Stored entries
.....
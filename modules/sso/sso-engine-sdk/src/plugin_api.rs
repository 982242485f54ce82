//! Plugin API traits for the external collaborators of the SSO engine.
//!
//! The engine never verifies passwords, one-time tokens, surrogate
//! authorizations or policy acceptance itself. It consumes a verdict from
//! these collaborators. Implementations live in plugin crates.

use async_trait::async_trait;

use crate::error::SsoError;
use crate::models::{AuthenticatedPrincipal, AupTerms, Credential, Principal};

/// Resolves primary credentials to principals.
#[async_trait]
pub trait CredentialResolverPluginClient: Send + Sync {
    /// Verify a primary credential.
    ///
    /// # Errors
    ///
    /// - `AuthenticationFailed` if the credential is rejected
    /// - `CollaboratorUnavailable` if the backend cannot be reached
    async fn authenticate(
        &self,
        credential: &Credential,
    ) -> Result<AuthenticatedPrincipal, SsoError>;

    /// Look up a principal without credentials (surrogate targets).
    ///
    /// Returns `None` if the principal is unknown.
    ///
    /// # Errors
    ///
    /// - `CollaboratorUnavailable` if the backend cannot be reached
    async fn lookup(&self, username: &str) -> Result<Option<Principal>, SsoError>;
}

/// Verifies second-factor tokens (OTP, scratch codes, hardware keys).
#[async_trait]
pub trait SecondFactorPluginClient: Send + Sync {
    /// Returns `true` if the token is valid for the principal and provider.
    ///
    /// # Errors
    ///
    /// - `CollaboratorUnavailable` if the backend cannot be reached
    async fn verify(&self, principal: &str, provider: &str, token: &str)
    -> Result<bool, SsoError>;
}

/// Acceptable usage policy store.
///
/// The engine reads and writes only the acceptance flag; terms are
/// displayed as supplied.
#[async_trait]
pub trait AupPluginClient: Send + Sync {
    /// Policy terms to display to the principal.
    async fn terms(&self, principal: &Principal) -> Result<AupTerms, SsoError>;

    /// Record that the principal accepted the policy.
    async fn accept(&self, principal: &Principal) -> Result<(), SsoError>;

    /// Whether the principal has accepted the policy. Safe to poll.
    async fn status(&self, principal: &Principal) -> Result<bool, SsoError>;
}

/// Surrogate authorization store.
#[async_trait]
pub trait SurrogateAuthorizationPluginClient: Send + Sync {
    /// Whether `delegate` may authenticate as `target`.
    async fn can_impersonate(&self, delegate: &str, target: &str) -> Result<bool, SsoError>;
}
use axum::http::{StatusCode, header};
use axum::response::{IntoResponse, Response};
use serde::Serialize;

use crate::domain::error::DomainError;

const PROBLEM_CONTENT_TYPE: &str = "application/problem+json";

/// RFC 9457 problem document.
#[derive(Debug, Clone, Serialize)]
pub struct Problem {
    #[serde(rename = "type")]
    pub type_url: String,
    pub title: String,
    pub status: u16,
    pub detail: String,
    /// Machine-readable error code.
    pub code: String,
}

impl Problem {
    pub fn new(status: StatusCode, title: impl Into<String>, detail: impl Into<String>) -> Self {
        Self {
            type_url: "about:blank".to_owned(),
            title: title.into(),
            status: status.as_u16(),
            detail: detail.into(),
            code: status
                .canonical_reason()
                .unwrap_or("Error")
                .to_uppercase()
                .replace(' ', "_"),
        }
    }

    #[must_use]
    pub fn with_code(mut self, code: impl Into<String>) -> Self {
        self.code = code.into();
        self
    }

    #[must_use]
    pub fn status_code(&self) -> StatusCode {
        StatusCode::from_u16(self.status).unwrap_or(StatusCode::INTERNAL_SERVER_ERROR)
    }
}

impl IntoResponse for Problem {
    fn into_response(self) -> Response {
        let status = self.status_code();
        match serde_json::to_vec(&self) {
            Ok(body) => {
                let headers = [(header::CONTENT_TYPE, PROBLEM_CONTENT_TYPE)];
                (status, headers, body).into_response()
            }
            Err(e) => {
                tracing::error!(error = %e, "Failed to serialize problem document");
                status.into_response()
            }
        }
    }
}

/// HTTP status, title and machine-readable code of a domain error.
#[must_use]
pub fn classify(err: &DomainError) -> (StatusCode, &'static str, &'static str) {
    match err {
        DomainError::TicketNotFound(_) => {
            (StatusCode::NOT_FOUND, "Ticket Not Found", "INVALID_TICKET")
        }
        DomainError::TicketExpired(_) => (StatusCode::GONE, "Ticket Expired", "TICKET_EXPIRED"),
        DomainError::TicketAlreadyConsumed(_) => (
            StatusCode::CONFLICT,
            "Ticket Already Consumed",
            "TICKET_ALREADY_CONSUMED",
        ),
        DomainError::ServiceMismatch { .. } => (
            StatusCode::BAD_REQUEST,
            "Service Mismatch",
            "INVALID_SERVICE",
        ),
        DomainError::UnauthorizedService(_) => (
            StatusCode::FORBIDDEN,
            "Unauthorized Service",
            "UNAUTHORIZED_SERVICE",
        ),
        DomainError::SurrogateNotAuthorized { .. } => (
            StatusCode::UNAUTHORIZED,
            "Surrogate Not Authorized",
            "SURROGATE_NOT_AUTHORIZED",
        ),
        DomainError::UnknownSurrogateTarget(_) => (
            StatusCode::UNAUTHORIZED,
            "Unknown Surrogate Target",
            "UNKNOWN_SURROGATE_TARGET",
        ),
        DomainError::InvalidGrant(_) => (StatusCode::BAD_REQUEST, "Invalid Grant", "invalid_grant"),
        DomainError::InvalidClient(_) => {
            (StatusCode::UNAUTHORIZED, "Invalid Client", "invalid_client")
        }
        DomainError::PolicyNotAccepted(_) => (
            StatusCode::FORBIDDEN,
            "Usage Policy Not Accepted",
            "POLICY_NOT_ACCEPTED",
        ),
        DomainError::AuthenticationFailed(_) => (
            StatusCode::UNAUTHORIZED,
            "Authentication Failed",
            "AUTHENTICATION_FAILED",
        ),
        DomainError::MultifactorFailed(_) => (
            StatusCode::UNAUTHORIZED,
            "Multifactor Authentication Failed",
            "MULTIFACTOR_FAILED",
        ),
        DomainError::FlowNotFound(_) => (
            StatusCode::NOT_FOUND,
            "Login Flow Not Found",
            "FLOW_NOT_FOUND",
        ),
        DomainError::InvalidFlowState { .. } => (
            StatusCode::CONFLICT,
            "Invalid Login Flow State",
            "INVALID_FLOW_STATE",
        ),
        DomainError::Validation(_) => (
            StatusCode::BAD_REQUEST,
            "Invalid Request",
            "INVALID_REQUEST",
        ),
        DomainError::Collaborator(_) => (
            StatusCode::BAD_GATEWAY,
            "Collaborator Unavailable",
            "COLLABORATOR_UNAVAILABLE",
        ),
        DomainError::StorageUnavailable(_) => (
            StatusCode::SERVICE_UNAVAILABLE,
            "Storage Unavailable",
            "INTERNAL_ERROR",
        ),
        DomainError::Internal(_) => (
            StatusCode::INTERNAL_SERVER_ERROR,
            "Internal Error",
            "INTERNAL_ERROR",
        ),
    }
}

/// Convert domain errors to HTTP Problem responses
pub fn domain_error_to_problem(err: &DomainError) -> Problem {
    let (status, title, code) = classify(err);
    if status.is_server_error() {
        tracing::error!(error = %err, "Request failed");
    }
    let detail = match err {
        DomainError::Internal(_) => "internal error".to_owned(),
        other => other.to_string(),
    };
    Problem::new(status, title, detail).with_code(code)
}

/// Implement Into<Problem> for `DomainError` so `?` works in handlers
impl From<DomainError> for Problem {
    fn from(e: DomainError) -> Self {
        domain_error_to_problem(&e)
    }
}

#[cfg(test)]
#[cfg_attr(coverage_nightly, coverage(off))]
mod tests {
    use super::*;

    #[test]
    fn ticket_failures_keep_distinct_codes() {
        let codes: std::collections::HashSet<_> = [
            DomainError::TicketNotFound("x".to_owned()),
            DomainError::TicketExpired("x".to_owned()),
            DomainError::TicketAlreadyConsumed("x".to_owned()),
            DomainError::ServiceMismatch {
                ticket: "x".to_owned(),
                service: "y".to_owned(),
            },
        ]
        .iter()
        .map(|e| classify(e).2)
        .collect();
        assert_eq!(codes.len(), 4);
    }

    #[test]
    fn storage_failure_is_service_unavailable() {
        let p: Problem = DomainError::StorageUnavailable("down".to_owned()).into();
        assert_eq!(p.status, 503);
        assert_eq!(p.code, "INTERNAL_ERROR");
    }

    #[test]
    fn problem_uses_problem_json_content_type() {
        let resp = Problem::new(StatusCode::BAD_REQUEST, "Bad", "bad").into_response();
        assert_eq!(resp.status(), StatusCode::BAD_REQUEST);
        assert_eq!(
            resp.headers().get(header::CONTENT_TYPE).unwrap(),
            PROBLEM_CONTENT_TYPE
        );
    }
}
.....
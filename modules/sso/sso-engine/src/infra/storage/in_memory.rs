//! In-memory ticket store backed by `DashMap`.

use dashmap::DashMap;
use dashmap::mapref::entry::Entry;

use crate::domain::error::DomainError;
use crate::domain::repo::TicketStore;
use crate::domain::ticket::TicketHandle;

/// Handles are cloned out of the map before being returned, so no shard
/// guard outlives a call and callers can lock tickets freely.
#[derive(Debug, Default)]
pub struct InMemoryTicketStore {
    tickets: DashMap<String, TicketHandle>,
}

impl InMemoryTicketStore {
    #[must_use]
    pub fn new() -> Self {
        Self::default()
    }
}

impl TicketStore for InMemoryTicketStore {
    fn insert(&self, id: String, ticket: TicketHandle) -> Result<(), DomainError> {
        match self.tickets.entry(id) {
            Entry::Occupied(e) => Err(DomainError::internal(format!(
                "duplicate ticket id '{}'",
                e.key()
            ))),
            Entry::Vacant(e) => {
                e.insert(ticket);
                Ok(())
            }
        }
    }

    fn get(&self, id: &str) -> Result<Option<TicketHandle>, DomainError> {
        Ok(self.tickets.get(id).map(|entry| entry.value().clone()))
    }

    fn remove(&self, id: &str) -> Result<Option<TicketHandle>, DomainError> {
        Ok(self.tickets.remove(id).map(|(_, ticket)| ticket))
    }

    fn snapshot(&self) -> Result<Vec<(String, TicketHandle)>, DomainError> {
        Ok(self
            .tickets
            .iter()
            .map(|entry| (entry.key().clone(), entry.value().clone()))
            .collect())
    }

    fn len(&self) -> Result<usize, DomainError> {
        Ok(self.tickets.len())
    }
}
.....
◆ EXERCISE PROMPT
Print exactly the lines above from the one with "pub fn new(status: StatusCode, title: impl" to the one with "to serialize problem", including both.

◆ YOUR RESPONSE
    pub fn new(status: StatusCode, title: impl Into<String>, detail: impl Into<String>) -> Self {
        Self {
            type_url: "about:blank".to_owned(),
            title: title.into(),
            status: status.as_u16(),
            detail: detail.into(),
            code: status
                .canonical_reason()
                .unwrap_or("Error")
                .to_uppercase()
                .replace(' ', "_"),
        }
    }

    #[must_use]
    pub fn with_code(mut self, code: impl Into<String>) -> Self {
        self.code = code.into();
        self
    }

    #[must_use]
    pub fn status_code(&self) -> StatusCode {
        StatusCode::from_u16(self.status).unwrap_or(StatusCode::INTERNAL_SERVER_ERROR)
    }
}

impl IntoResponse for Problem {
    fn into_response(self) -> Response {
        let status = self.status_code();
        match serde_json::to_vec(&self) {
            Ok(body) => {
                let headers = [(header::CONTENT_TYPE, PROBLEM_CONTENT_TYPE)];
                (status, headers, body).into_response()
            }
            Err(e) => {
                tracing::error!(error = %e, "Failed to serialize problem document");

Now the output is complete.